The state of Idaho, which is about 100 miles north of Elko, has quarreled with Indian mascots and logos in the last year after the Shoshone-Bannock tribes asked the state's high schools in June 2019 to rid themselves of all American Indian school mascots.
“The continued use of these names would only honor the non-Indian ideology created by dominant mainstream society, whose ancestors directly or indirectly killed, sold, removed, or demoralized the original Indian residents," the tribes’ business council told IdahoNews.org.
Five of Idaho's high school use the nickname "Indians" while two use "Warriors," two use "Savages" and one "Braves." In 2019, Teton High in Driggs, Idaho removed its Redskins nickname after a school district vote. The Boise High Braves agreed to change its mascot and is now called the Boise High Brave. The Meridian High Warriors said it would stop using a Native American headdress logo. Last week, Nezperce High voted to drop its “Indians” mascot by a 3-2 vote, ending a six-year debate over the mascot. A new mascot hasn't been named.
“This isn't about changing history,” Nezperce Superintendent Shawn Tiegs told the Idaho Press. “The most powerful things about human beings is to be able to change and adapt to changing circumstances and new knowledge, and so the more that we can do that, the more we can all just kind of become one and get along and respect each other for being, very simply, just a human being.”
Wickersham said Elko hasn't had any issues or local requests to change its nickname, adding the Elko Band Council has always been supportive of the school being called the Indians.

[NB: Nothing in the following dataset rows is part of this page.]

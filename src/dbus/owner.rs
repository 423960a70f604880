//! Well-known name ownership.
//!
//! All [`NameOwner`]s for the same name on a connection share one record and
//! one `RequestName` call. Each owner sees an alternating sequence of
//! [`NameOwnerEvent`]s: `Lost` never follows `Lost` and `Acquired` never
//! follows `Acquired`.

use {
    crate::{
        dbus::{
            Connection, DbusError, ExecutionContext, Immediate, ReleaseNameReply,
            RequestNameFlags, RequestNameReply, Signal, SubscriptionId, UnsupportedValue, Value,
            bus::{self, RELEASE_NAME, REQUEST_NAME, name_acquired_rule, name_lost_rule},
            connection::{ConnectionInner, ObserverId, SendGuard},
            context::Mailbox,
            pending::{CallResult, CallSink, PendingCall, PendingEntry},
            subscriptions::SignalHandler,
            types::is_valid_bus_name,
        },
        utils::errorfmt::ErrorFmt,
    },
    ahash::AHashMap,
    indexmap::IndexMap,
    std::{
        mem,
        sync::{Arc, Weak},
    },
};

#[derive(Copy, Clone, Debug, Eq, PartialEq)]
pub enum NameOwnerEvent {
    Acquired,
    Lost,
}

#[derive(Copy, Clone, Debug, Eq, PartialEq)]
enum OwnerState {
    Requesting,
    Owner,
    Queued,
    Denied,
}

type Mailboxes = Vec<Arc<Mailbox<NameOwnerEvent>>>;

struct OwnerObserver {
    mailbox: Arc<Mailbox<NameOwnerEvent>>,
    last: Option<NameOwnerEvent>,
}

impl OwnerObserver {
    fn notify(&mut self, event: NameOwnerEvent, mailboxes: &mut Mailboxes) {
        if self.last != Some(event) {
            self.last = Some(event);
            self.mailbox.push(event);
            mailboxes.push(self.mailbox.clone());
        }
    }
}

pub(super) struct OwnerRecord {
    generation: u64,
    flags: RequestNameFlags,
    state: OwnerState,
    subscriptions: Vec<SubscriptionId>,
    observers: IndexMap<ObserverId, OwnerObserver>,
}

impl OwnerRecord {
    fn event(&self) -> Option<NameOwnerEvent> {
        match self.state {
            OwnerState::Requesting => None,
            OwnerState::Owner => Some(NameOwnerEvent::Acquired),
            OwnerState::Queued | OwnerState::Denied => Some(NameOwnerEvent::Lost),
        }
    }

    fn notify_all(&mut self, mailboxes: &mut Mailboxes) {
        if let Some(event) = self.event() {
            for observer in self.observers.values_mut() {
                observer.notify(event, mailboxes);
            }
        }
    }
}

/// Delivers a final `Lost` to every owner of the records taken from a dead
/// connection.
pub(super) fn disconnect(owners: AHashMap<String, OwnerRecord>) {
    let mut mailboxes = vec![];
    for (_, mut record) in owners {
        for observer in record.observers.values_mut() {
            observer.notify(NameOwnerEvent::Lost, &mut mailboxes);
        }
    }
    flush(mailboxes);
}

fn flush(mailboxes: Mailboxes) {
    for mailbox in mailboxes {
        mailbox.flush();
    }
}

/// A claim on a well-known name.
///
/// Dropping the handle releases the claim. The last claim for a name sends
/// `ReleaseName`.
pub struct NameOwner {
    conn: Connection,
    name: String,
    generation: u64,
    observer: ObserverId,
    released: bool,
}

impl Connection {
    /// Requests ownership of `name`.
    ///
    /// `handler` runs on `ctx` whenever ownership changes. If another owner
    /// for the same name already exists on this connection, the handle joins
    /// it and `flags` are ignored.
    pub fn own_name<F>(
        &self,
        name: &str,
        flags: RequestNameFlags,
        ctx: Arc<dyn ExecutionContext>,
        handler: F,
    ) -> Result<NameOwner, DbusError>
    where
        F: Fn(NameOwnerEvent) + Send + Sync + 'static,
    {
        if !is_valid_bus_name(name) || name.starts_with(':') {
            return Err(UnsupportedValue::InvalidBusName(name.to_string()).into());
        }
        let inner = &self.inner;
        let msg = bus::method(REQUEST_NAME).message(&[Value::from(name), Value::U32(flags.0)])?;
        let mailbox = Mailbox::new(ctx, Arc::new(handler));
        let mut mailboxes = vec![];
        let guard = inner.lock_send();
        let (generation, observer, request) = {
            let mut state = inner.state.lock();
            if state.dead {
                return Err(DbusError::Disconnected);
            }
            let id = state.observer_ids.next();
            let mut observer = OwnerObserver {
                mailbox: mailbox.clone(),
                last: None,
            };
            let generation = state.next_generation();
            match state.owners.get_mut(name) {
                Some(record) => {
                    if record.flags != flags {
                        log::warn!(
                            "{}: Name {} is already requested with flags {:?}. Ignoring flags {:?}",
                            inner.prefix,
                            name,
                            record.flags,
                            flags,
                        );
                    }
                    if let Some(event) = record.event() {
                        observer.notify(event, &mut mailboxes);
                    }
                    record.observers.insert(id, observer);
                    (record.generation, id, false)
                }
                None => {
                    let mut observers = IndexMap::new();
                    observers.insert(id, observer);
                    let record = OwnerRecord {
                        generation,
                        flags,
                        state: OwnerState::Requesting,
                        subscriptions: vec![],
                        observers,
                    };
                    state.owners.insert(name.to_string(), record);
                    (generation, id, true)
                }
            }
        };
        if request {
            log::debug!("{}: Requesting name {} with flags {:?}", inner.prefix, name, flags);
            let conn = Arc::downgrade(inner);
            let owned = name.to_string();
            let sink = CallSink::Callback {
                ctx: Arc::new(Immediate),
                f: Box::new(move |res| {
                    if let Some(conn) = conn.upgrade() {
                        request_name_reply(&conn, &owned, generation, res);
                    }
                }),
            };
            let entry = PendingEntry::new(sink);
            let timeout = inner.config.default_timeout();
            if let Err(e) = inner.send_locked(&guard, msg, Some(entry), timeout) {
                let record = {
                    let mut state = inner.state.lock();
                    let ours = state
                        .owners
                        .get(name)
                        .is_some_and(|r| r.generation == generation);
                    match ours {
                        true => state.owners.remove(name),
                        false => None,
                    }
                };
                drop(guard);
                drop(record);
                return Err(e);
            }
        }
        drop(guard);
        flush(mailboxes);
        Ok(NameOwner {
            conn: self.clone(),
            name: name.to_string(),
            generation,
            observer,
            released: false,
        })
    }
}

fn request_name_reply(conn: &Arc<ConnectionInner>, name: &str, generation: u64, res: CallResult) {
    let reply = res.and_then(|r| RequestNameReply::from_reply(&r));
    let mut mailboxes = vec![];
    {
        let mut state = conn.state.lock();
        let state = &mut *state;
        let Some(record) = state.owners.get_mut(name) else {
            return;
        };
        if record.generation != generation || record.state != OwnerState::Requesting {
            return;
        }
        record.state = match reply {
            Ok(RequestNameReply::PrimaryOwner) => OwnerState::Owner,
            Ok(RequestNameReply::InQueue) => OwnerState::Queued,
            Ok(r) => {
                log::debug!("{}: Could not acquire name {}: {}", conn.prefix, name, r);
                OwnerState::Denied
            }
            Err(e) => {
                log::error!(
                    "{}: Could not request name {}: {}",
                    conn.prefix,
                    name,
                    ErrorFmt(e),
                );
                OwnerState::Denied
            }
        };
        log::debug!("{}: Name {} is now {:?}", conn.prefix, name, record.state);
        if matches!(record.state, OwnerState::Owner | OwnerState::Queued) {
            let rules = [
                (name_acquired_rule(name), true),
                (name_lost_rule(name), false),
            ];
            for (rule, acquired) in rules {
                let handler = signal_handler(conn, name, generation, acquired);
                let (id, _) = state
                    .subscriptions
                    .add(rule, Arc::new(Immediate), handler);
                record.subscriptions.push(id);
            }
        }
        record.notify_all(&mut mailboxes);
    }
    flush(mailboxes);
}

fn signal_handler(
    conn: &Arc<ConnectionInner>,
    name: &str,
    generation: u64,
    acquired: bool,
) -> SignalHandler {
    let conn: Weak<ConnectionInner> = Arc::downgrade(conn);
    let name = name.to_string();
    Arc::new(move |_: &Signal| {
        if let Some(conn) = conn.upgrade() {
            ownership_changed(&conn, &name, generation, acquired);
        }
    })
}

fn ownership_changed(conn: &ConnectionInner, name: &str, generation: u64, acquired: bool) {
    let mut mailboxes = vec![];
    {
        let mut state = conn.state.lock();
        let Some(record) = state.owners.get_mut(name) else {
            return;
        };
        if record.generation != generation {
            return;
        }
        if !matches!(record.state, OwnerState::Owner | OwnerState::Queued) {
            return;
        }
        let new = match acquired {
            true => OwnerState::Owner,
            false => OwnerState::Queued,
        };
        if record.state != new {
            log::debug!("{}: Name {} is now {:?}", conn.prefix, name, new);
        }
        record.state = new;
        record.notify_all(&mut mailboxes);
    }
    flush(mailboxes);
}

impl NameOwner {
    pub fn name(&self) -> &str {
        &self.name
    }

    /// Returns whether this connection is the primary owner of the name.
    pub fn is_owner(&self) -> bool {
        let state = self.conn.inner.state.lock();
        match state.owners.get(&self.name) {
            Some(r) if r.generation == self.generation => r.state == OwnerState::Owner,
            _ => false,
        }
    }

    /// Releases the claim.
    ///
    /// If this is the last claim, `ReleaseName` has been sent when this
    /// function returns and a later [`Connection::own_name`] is processed by
    /// the bus after it. Unless called on the dispatch thread, this also waits
    /// for the bus to confirm.
    pub fn release(mut self) {
        self.release_();
    }

    fn release_(&mut self) {
        if mem::replace(&mut self.released, true) {
            return;
        }
        let inner = &self.conn.inner;
        let mut mailboxes = vec![];
        let guard = inner.lock_send();
        let (record, observer, on_reader_thread) = {
            let mut state = inner.state.lock();
            let Some(record) = state.owners.get_mut(&self.name) else {
                return;
            };
            if record.generation != self.generation {
                return;
            }
            let mut observer = record.observers.shift_remove(&self.observer);
            if let Some(observer) = &mut observer {
                observer.notify(NameOwnerEvent::Lost, &mut mailboxes);
            }
            let record = match record.observers.is_empty() {
                true => state.owners.remove(&self.name),
                false => None,
            };
            (record, observer, state.on_reader_thread())
        };
        drop(observer);
        let mut pending = None;
        if let Some(record) = record {
            for id in &record.subscriptions {
                inner.unsubscribe(*id);
            }
            if record.state != OwnerState::Denied {
                log::debug!("{}: Releasing name {}", inner.prefix, self.name);
                pending = send_release(inner, &guard, &self.name);
            }
        }
        drop(guard);
        flush(mailboxes);
        let Some(pending) = pending else {
            return;
        };
        if on_reader_thread {
            return;
        }
        match pending.wait_timeout(inner.config.release_timeout()) {
            Some(Ok(reply)) => match ReleaseNameReply::from_reply(&reply) {
                Ok(r) => log::debug!("{}: Released name {}: {:?}", inner.prefix, self.name, r),
                Err(e) => log::warn!(
                    "{}: Unexpected reply to ReleaseName: {}",
                    inner.prefix,
                    ErrorFmt(e),
                ),
            },
            Some(Err(e)) => log::warn!(
                "{}: Could not release name {}: {}",
                inner.prefix,
                self.name,
                ErrorFmt(e),
            ),
            None => log::warn!(
                "{}: The bus did not confirm the release of {}",
                inner.prefix,
                self.name,
            ),
        }
    }
}

fn send_release(
    inner: &Arc<ConnectionInner>,
    guard: &SendGuard<'_>,
    name: &str,
) -> Option<PendingCall> {
    let msg = match bus::method(RELEASE_NAME).message(&[Value::from(name)]) {
        Ok(msg) => msg,
        Err(e) => {
            log::error!("{}: Could not encode ReleaseName: {}", inner.prefix, ErrorFmt(e));
            return None;
        }
    };
    let slot = PendingCall::slot();
    let entry = PendingEntry::new(CallSink::Slot(slot.clone()));
    let timeout = inner.config.default_timeout();
    match inner.send_locked(guard, msg, Some(entry), timeout) {
        Ok(serial) => Some(PendingCall::new(inner.clone(), serial, slot)),
        Err(e) => {
            log::debug!("{}: Could not send ReleaseName: {}", inner.prefix, ErrorFmt(e));
            None
        }
    }
}

impl Drop for NameOwner {
    fn drop(&mut self) {
        self.release_();
    }
}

“It’s not just that they approve, it’s that they support it," said Wickersham, who has spent nearly four decades in Elko. "Our marching band is the band of Indians. I know that they fully support that. They have kids in those groups. As far as I know, it’s never been a fuss. If a concern has been raised by the local Native groups, we’ve simply altered course. We want to accommodate those concerns. With it being our mascot and tradition, we don’t have any interest in offending those folks.”
No other high school in Nevada has the nickname "Indians," although Owyhee, which also is in Elko County, goes by the Braves. Owyhee has less than 100 high school students and draws largely from the Shoshone-Paiute tribe's Duck Valley Indian Reservation. Native Americans comprised 75 percent of Owyhee based on the last Census.
Three Nevada high schools use the nickname Warriors, including Excel Christian, a private school in Sparks; Whittell High, a public school in Zephyr Cove; and Western High in Las Vegas. Excel Christian and Whittell use logos of Spartan Warriors. Western's logo was a characterization of a Native American that drew criticism, including a year-long effort to ditch the logo in 2018. The logo has since been switched to a large "W."
Donnie Nelson, the assistant director and spokeperson for the Nevada Interscholastic Activities Association, which oversees high school sports in Nevada, said the organization doesn't play any role in the nickname, mascot or logos of their member schools.
“We would not get involved at all," Nelson said. "We would leave that up to the school district and/or the school. Even serving as the state governing body for high school athletics, there are many, many things we leave to our districts and our schools in particular, and certainly that’s one of them.”